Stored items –

=== Section Start ===

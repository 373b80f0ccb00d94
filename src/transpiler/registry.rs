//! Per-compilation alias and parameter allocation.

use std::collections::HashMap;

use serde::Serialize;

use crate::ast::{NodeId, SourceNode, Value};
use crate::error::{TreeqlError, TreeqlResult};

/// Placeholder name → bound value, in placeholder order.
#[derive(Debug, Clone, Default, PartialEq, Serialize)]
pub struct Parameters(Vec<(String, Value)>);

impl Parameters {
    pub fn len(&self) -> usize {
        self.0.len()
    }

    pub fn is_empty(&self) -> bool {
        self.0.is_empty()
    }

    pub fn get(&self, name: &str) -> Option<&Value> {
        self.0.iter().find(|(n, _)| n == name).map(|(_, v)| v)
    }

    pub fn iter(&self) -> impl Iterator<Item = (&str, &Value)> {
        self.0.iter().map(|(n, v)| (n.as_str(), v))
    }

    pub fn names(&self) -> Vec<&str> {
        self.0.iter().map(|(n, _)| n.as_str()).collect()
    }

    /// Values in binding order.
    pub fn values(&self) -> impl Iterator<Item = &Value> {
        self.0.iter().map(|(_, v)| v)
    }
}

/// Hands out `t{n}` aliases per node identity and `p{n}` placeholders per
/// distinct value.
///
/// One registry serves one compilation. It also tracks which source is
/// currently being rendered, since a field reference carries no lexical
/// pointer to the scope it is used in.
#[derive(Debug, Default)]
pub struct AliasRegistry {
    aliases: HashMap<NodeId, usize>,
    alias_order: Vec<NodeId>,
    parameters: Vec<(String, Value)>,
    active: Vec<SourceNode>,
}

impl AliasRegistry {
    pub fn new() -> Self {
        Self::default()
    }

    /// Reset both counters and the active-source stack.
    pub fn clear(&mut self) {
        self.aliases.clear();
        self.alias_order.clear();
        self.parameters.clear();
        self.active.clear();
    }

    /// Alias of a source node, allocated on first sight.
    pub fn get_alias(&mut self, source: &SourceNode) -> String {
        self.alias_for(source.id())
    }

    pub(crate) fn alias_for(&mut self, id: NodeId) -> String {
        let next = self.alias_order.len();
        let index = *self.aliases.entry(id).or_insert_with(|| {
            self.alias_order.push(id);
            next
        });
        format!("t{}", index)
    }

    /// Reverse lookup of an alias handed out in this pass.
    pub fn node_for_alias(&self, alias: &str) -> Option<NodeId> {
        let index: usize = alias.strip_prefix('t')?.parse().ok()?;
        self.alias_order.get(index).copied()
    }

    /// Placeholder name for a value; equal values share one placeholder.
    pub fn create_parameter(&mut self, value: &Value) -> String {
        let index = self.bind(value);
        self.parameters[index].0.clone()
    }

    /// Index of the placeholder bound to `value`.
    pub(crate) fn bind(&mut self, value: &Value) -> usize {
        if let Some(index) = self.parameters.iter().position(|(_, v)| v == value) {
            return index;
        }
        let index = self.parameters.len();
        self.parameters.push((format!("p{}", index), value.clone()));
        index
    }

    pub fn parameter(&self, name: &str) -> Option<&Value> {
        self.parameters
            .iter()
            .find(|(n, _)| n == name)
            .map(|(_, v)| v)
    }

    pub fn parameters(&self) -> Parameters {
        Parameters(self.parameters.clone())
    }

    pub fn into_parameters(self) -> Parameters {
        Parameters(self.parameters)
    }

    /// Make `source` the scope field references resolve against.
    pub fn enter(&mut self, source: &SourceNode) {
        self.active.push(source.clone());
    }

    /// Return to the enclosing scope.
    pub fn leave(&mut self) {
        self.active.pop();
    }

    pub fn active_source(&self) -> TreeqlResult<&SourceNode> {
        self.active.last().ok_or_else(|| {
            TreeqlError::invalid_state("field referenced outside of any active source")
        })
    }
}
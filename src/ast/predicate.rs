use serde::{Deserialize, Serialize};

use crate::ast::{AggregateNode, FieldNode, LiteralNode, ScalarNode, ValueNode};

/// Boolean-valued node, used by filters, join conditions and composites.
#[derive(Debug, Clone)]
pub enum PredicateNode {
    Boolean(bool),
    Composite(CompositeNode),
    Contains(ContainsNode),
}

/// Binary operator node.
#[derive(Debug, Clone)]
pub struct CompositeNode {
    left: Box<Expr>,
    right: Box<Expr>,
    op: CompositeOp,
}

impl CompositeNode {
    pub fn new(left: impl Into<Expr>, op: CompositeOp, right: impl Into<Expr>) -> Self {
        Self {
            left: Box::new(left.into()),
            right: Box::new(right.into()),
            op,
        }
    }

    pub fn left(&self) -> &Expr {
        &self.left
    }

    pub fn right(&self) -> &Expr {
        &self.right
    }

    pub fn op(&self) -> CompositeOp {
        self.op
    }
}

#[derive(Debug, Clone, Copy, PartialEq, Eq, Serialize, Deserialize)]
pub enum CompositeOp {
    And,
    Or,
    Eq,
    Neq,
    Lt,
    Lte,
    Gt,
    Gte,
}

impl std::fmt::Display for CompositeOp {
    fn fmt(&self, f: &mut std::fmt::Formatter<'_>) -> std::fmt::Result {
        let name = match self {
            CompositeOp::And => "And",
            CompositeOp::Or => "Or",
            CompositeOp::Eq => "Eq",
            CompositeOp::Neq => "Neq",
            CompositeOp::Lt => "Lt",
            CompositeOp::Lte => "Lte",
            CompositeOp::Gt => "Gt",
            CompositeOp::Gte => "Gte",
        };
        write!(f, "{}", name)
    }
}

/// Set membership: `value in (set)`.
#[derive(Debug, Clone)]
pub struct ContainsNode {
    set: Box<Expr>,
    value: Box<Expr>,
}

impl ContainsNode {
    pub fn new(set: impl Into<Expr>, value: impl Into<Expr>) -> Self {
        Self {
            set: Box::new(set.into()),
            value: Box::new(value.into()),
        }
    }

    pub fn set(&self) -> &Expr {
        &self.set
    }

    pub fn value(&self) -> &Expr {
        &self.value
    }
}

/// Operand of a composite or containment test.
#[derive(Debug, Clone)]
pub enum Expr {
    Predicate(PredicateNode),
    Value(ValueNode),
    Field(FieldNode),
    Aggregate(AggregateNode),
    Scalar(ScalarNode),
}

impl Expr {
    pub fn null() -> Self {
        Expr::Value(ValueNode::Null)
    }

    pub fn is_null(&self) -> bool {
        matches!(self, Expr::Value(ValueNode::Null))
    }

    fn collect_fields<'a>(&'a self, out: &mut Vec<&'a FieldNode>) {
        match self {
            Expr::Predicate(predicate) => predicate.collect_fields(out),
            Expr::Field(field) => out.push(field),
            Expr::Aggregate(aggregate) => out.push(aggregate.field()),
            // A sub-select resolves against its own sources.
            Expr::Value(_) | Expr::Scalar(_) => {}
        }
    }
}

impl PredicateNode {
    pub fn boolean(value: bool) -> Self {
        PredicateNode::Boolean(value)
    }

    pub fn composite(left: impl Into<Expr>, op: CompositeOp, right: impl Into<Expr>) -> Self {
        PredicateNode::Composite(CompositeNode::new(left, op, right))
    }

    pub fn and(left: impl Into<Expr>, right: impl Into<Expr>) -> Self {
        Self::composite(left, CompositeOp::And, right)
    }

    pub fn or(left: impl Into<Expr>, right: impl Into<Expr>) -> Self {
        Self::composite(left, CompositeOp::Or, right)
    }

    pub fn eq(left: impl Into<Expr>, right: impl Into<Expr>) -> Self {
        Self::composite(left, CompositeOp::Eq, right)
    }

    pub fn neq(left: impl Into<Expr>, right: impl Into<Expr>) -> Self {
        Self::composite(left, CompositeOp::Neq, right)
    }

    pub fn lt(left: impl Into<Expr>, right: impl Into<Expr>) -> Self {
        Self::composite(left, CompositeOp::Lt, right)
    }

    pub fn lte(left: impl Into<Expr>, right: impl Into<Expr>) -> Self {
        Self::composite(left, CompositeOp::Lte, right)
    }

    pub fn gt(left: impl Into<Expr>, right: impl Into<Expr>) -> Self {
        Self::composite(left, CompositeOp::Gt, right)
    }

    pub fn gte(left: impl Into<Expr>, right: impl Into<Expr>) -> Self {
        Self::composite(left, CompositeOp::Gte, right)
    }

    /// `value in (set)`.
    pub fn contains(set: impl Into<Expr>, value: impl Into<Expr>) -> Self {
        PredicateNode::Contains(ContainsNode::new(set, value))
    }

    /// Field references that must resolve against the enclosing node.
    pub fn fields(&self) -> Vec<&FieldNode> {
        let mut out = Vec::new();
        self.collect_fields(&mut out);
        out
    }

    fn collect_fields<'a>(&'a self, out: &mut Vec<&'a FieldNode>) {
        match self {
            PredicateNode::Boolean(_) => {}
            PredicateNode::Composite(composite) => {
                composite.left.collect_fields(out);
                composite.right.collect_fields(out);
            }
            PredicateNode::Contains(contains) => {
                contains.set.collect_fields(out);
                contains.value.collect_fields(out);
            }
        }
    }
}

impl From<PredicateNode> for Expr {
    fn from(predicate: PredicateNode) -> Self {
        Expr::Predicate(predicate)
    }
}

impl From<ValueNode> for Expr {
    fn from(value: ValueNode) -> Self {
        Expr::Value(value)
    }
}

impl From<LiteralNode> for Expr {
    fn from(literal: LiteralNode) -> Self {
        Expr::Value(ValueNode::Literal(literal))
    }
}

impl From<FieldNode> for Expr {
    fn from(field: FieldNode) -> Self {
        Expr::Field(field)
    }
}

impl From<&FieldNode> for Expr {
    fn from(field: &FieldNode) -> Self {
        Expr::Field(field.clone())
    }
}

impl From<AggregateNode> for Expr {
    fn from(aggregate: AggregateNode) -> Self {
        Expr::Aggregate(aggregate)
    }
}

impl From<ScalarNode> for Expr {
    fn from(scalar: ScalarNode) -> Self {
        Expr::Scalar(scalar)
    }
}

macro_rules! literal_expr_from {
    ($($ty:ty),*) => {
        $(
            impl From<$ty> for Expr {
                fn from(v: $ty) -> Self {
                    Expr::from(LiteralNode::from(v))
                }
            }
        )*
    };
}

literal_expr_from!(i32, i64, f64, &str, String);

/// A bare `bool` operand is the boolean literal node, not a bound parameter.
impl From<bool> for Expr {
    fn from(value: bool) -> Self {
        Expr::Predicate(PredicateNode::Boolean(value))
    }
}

=== Section End ===

ACTION ITEM – Write out exactly the lines above from the line with "Self::default()" through the line with "pub fn get_alias(&mut", both of them included, and leave out all other lines.

COMPLETED TASK –
        Self::default()
    }

    /// Reset both counters and the active-source stack.
    pub fn clear(&mut self) {
        self.aliases.clear();
        self.alias_order.clear();
        self.parameters.clear();
        self.active.clear();
    }

    /// Alias of a source node, allocated on first sight.
    pub fn get_alias(&mut self, source: &SourceNode) -> String {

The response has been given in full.